Investor discusses budget deficit implications

Russia’s federal budget deficit will reach 2% of GDP this year, Finance Minister Anton Siluanov said.

Running a deficit is not so uncommon in the modern Russian history, Fyodor Sidorov, private investor and founder of the School of Practical Investment says.

The last times Russia posted a budget deficit were 2009 (RUR2.3), 2010 (RUR1.8 tln), 2014-2017 (the deficit ranged from RUR300 bln/$4.6 bln to RUR2.9 tln/$44.7 bln), and 2020 (RUR4.1 tln/$63.2 bln). Admittedly, Russia’s GDP has been growing over time: from RUR 38 trn in 2009 to RUR131 trn in 2021. At the end of this year, Russia’s GDP is projected to reach RUR 120 trn ($1.85 trn). That is, if we take absolute figures, the picture does not seem catastrophic and even looks quite routine, the expert explained to Invest Foresight.

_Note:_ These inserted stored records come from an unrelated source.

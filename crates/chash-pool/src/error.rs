//! Pool error types.

use thiserror::Error;

/// Result type alias for pool operations.
pub type PoolResult<T> = Result<T, PoolError>;

/// Errors that can occur during resource pool operations.
///
/// Insufficient capacity is an expected runtime condition and carries the
/// numbers the caller needs to log a useful degradation message. It never
/// leaves the pool in a partially charged state.
#[derive(Debug, Clone, PartialEq, Eq, Error)]
pub enum PoolError {
    /// The requested group would exceed the remaining capacity.
    #[error("insufficient resources: group costs {required} units, {available} available")]
    InsufficientResources { required: u64, available: u64 },

    /// A group was requested with no members.
    #[error("cannot create a group with no members")]
    EmptyGroup,
}

#[cfg(test)]
mod tests {
    use super::*;

    #[test]
    fn test_error_display() {
        let err = PoolError::InsufficientResources {
            required: 5,
            available: 2,
        };
        assert_eq!(
            err.to_string(),
            "insufficient resources: group costs 5 units, 2 available"
        );
    }
}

“The problem is that the recession in Russia will have a long-term effect. It may take several years for GDP to regain its 2021 level. And negative trends will grow during this time – the delayed effect of sanctions, the contraction of exports and decline in imports, the shrinking consumer demand, etc. Therefore, we can expect the budget deficit to increase next year, meaning the government will be short of funds to finance some of its expenditures. These may include salaries of state employees, social benefits, education, medicine and culture, pensions, and more. These items may have to be defunded,” Fyodor Sidorov warns.